When Ma saw it was just Granny, she said, “Oh Jesus Mary and Joseph.”
I was eight years old then, four years younger than Lucille, and two years older than Molly and Emily, the twins. Granny Wilkerson wore a long black coat, heavy boots, and her long white hair whipped and snapped around her face like willow branches in a storm. Some of her front teeth got knocked out a while back, and when she talked, put her hand to her mouth. Not so much as you’d notice at first. You might think she couldn’t quite remember what she was about to say or felt a bit of collard or spinach stuck back there and wanted to pull it out but wouldn’t while you was there.
When she come up to the door, Ma said, “You girls skedaddle to the other room, and you, Jeff,” she pointed to me, “Go get your Pa, he’s in the barn milking.”
I ran out to the barn and there was Pa on the three-legged stool alongside Sara Red, the cow we liked best. When Pa saw me he said, “What’s up?” because he knew I was supposed to be in school.
I told him that I didn’t know exactly but suspected it was about Grandpa, because it was only Granny Wilkerson and Ol’ Dobson by theirselves.
Pa whacked his knee with the back of his hand and stood up, and Guinevere, our twelve-year-old Border Collie who’s too old to herd but tries anyway, got up too. Pa and me and Guinevere stepped out of the barn and when the dogs saw each other, they touched noses, sniffed each other, made little barks.
I asked Pa if I should stay outside and he said, “No, come on,” and when we got in, Granny Wilkerson and Ma was on the couch. They were rocking back and forth, hugging each other tight, tears running down their cheeks and onto their dresses. I could see the girls peeking through the doorway. The twins were crying, but Lucille just stood there, her eyes cold and shiny like little black marbles.
Then Ma said to Granny Wilkerson, “You’ll stay with us now.”
Pa told Ma and Granny Wilkerson that they should go back to the house and pack up her things. Me and him would come by later and load it all in the truck. Then he poured himself a cup of coffee from the metal pot on the stove and added sugar and a jot of milk from the pitcher. The twins and Lucille came out to be with Granny Wilkerson.

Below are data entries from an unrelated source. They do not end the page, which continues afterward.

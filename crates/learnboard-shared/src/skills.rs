//! Skill ranking: canonical names, summed magnitude, top-N, 0-100 levels.
//!
//! Levels are relative to the strongest displayed skill (top skill = 100).

use crate::normalize::last_path_segment;
use crate::records::{Transaction, TransactionKind};
use crate::SKILLS_LIMIT;
use serde::Serialize;
use std::collections::BTreeMap;

/// Bump when [`SKILL_DISPLAY_NAMES`] changes
pub const SKILL_TABLE_VERSION: u32 = 1;

/// Known skill identifiers (lowercase, separators as spaces) → display name
pub const SKILL_DISPLAY_NAMES: &[(&str, &str)] = &[
    ("go", "Go"),
    ("js", "JavaScript"),
    ("javascript", "JavaScript"),
    ("html", "HTML"),
    ("css", "CSS"),
    ("sql", "SQL"),
    ("unix", "Unix"),
    ("docker", "Docker"),
    ("frontend", "Frontend"),
    ("backend", "Backend"),
    ("algo", "Algorithms"),
    ("algorithms", "Algorithms"),
    ("prog", "Programming"),
    ("programming", "Programming"),
];

const SKILL_PREFIX: &str = "skill_";
const UNKNOWN_SKILL: &str = "Unknown";

#[derive(Debug, Clone, PartialEq, Eq, Serialize)]
#[serde(rename_all = "camelCase")]
pub struct SkillAggregate {
    pub display_name: String,
    pub accumulated_magnitude: u64,
    pub normalized_level: u8,
}

/// Raw skill identifier of a transaction: the tag without its prefix, or
/// the last path segment when there is no tag.
pub fn skill_identifier(transaction: &Transaction) -> Option<&str> {
    match transaction.skill_tag.as_deref() {
        Some(tag) => {
            let id = tag.strip_prefix(SKILL_PREFIX).unwrap_or(tag);
            Some(id).filter(|s| !s.trim().is_empty())
        }
        None => last_path_segment(&transaction.subject_path),
    }
}

/// Map a raw identifier to its display name.
///
/// Separators (`_`, `-`) become spaces; known identifiers go through the
/// table, anything else is title-cased word by word.
pub fn canonical_skill_name(identifier: &str) -> String {
    let spaced = identifier.replace(['_', '-'], " ");
    let words: Vec<&str> = spaced.split_whitespace().collect();
    if words.is_empty() {
        return UNKNOWN_SKILL.to_string();
    }

    let key = words.join(" ").to_lowercase();
    if let Some((_, display)) = SKILL_DISPLAY_NAMES.iter().find(|(k, _)| *k == key) {
        return display.to_string();
    }

    words
        .iter()
        .map(|w| title_case(w))
        .collect::<Vec<_>>()
        .join(" ")
}

fn title_case(word: &str) -> String {
    let mut chars = word.chars();
    match chars.next() {
        Some(first) => first.to_uppercase().chain(chars).collect(),
        None => String::new(),
    }
}

/// Level of `magnitude` relative to `max`, rounded, 0 when `max` is 0
pub fn relative_level(magnitude: u64, max: u64) -> u8 {
    if max == 0 {
        return 0;
    }
    let scaled = (magnitude as u128 * 100 + max as u128 / 2) / max as u128;
    scaled.min(100) as u8
}

/// Rank skill-kind transactions into at most [`SKILLS_LIMIT`] aggregates,
/// magnitude descending, ties by display name.
pub fn rank_skills(transactions: &[Transaction]) -> Vec<SkillAggregate> {
    let mut sums: BTreeMap<String, u64> = BTreeMap::new();
    for t in transactions.iter().filter(|t| t.kind == TransactionKind::Skill) {
        let name = skill_identifier(t)
            .map(canonical_skill_name)
            .unwrap_or_else(|| UNKNOWN_SKILL.to_string());
        let sum = sums.entry(name).or_insert(0);
        *sum = sum.saturating_add(t.magnitude);
    }

    let mut ranked: Vec<(String, u64)> = sums.into_iter().collect();
    // BTreeMap order already sorts names; the stable sort keeps it for ties
    ranked.sort_by(|a, b| b.1.cmp(&a.1));
    ranked.truncate(SKILLS_LIMIT);

    let max = ranked.first().map(|(_, m)| *m).unwrap_or(0);
    ranked
        .into_iter()
        .map(|(display_name, accumulated_magnitude)| SkillAggregate {
            normalized_level: relative_level(accumulated_magnitude, max),
            display_name,
            accumulated_magnitude,
        })
        .collect()
}
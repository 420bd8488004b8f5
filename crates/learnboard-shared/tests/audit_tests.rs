//! Tests for audit ratio calculation.

use learnboard_shared::audit::{
    calculate_audit, guarded_ratio, AuditInput, AuditOptions, AuditSide, AuditStanding,
};

#[test]
fn test_zero_down_yields_zero() {
    let summary = calculate_audit(&AuditInput::from_sums(0, 0), &AuditOptions::default());
    assert_eq!(summary.ratio, 0.0);
    assert!(summary.ratio.is_finite());

    let summary = calculate_audit(&AuditInput::from_sums(5000, 0), &AuditOptions::default());
    assert_eq!(summary.ratio, 0.0);
}

#[test]
fn test_equal_sums_yield_one() {
    let summary = calculate_audit(&AuditInput::from_sums(1234, 1234), &AuditOptions::default());
    assert_eq!(summary.ratio, 1.0);
    assert_eq!(summary.standing, AuditStanding::Balanced);
}

#[test]
fn test_ratio_rounded_to_two_decimals() {
    let summary = calculate_audit(&AuditInput::from_sums(2000, 3000), &AuditOptions::default());
    assert_eq!(summary.ratio, 0.67);
    assert_eq!(summary.standing, AuditStanding::Below);
}

#[test]
fn test_precomputed_ratio_preferred() {
    let input = AuditInput {
        precomputed_ratio: Some(1.23456),
        up: AuditSide { sum: 100, count: None },
        down: AuditSide { sum: 100, count: None },
    };
    let summary = calculate_audit(&input, &AuditOptions::default());
    assert_eq!(summary.ratio, 1.23);
    assert_eq!(summary.standing, AuditStanding::Above);
}

#[test]
fn test_invalid_precomputed_ratio_falls_back_to_sums() {
    let input = AuditInput {
        precomputed_ratio: Some(f64::NAN),
        ..AuditInput::from_sums(300, 200)
    };
    assert_eq!(calculate_audit(&input, &AuditOptions::default()).ratio, 1.5);

    let input = AuditInput {
        precomputed_ratio: Some(-1.0),
        ..AuditInput::from_sums(300, 200)
    };
    assert_eq!(calculate_audit(&input, &AuditOptions::default()).ratio, 1.5);
}

#[test]
fn test_huge_precomputed_ratio_stays_finite() {
    let input = AuditInput {
        precomputed_ratio: Some(f64::MAX),
        ..AuditInput::from_sums(300, 200)
    };
    let summary = calculate_audit(&input, &AuditOptions::default());
    assert!(summary.ratio.is_finite());
    assert_eq!(summary.ratio, f64::MAX);
    assert_eq!(summary.standing, AuditStanding::Above);
}

#[test]
fn test_exact_counts_when_reported() {
    let input = AuditInput {
        precomputed_ratio: None,
        up: AuditSide { sum: 50_000, count: Some(12) },
        down: AuditSide { sum: 40_000, count: Some(9) },
    };
    let summary = calculate_audit(&input, &AuditOptions::default());
    assert_eq!(summary.counts.given, 12);
    assert_eq!(summary.counts.received, 9);
    assert!(!summary.counts.approximate);
}

#[test]
fn test_counts_approximated_from_sums() {
    let input = AuditInput {
        precomputed_ratio: Some(1.1),
        up: AuditSide { sum: 12_600, count: None },
        down: AuditSide { sum: 11_400, count: Some(3) },
    };
    let summary = calculate_audit(&input, &AuditOptions::default());
    assert_eq!(summary.counts.given, 13);
    assert_eq!(summary.counts.received, 11);
    assert!(summary.counts.approximate);

    let custom = calculate_audit(&input, &AuditOptions { count_divisor: 100 });
    assert_eq!(custom.counts.given, 126);
}

#[test]
fn test_zero_divisor_does_not_panic() {
    let summary = calculate_audit(&AuditInput::from_sums(7, 3), &AuditOptions { count_divisor: 0 });
    assert_eq!(summary.counts.given, 7);
}

#[test]
fn test_shares_guard_zero_total() {
    let summary = calculate_audit(&AuditInput::from_sums(0, 0), &AuditOptions::default());
    assert_eq!(summary.counts.shares(), (0.0, 0.0));
}

#[test]
fn test_standing_boundaries() {
    assert_eq!(AuditStanding::from_ratio(0.9), AuditStanding::Balanced);
    assert_eq!(AuditStanding::from_ratio(1.1), AuditStanding::Balanced);
    assert_eq!(AuditStanding::from_ratio(1.11), AuditStanding::Above);
    assert_eq!(AuditStanding::from_ratio(0.89), AuditStanding::Below);
    assert_eq!(guarded_ratio(1, 0), 0.0);
}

Pa picked up his coffee cup, took one sip, then slammed it down on the table and told us all to grab our coats and mittens and to put on our boots. He said, “Now we’re gonna tear out that goddamned stone wall.”
Me and the girls grabbed the little ones and Pa got the ones we couldn’t lift. Some were of the size that me and Lucille had to help him roll them to the side. It didn’t take but fifteen minutes to clear the path. One the way back home, me and the twins followed behind Pa and Lucille. Pa had his arm on Lucille’s shoulder, hugged her tight all the way.
I always wondered why we weren’t supposed to go up to their house by ourselves, and why Pa blocked the path. But when I saw that look on Lucille’s face, and how she and Pa walked together real close, I kind of figured it out.
When we got back, Pa’s cup of coffee was gone. Ma or Granny Wilkerson must of poured it out.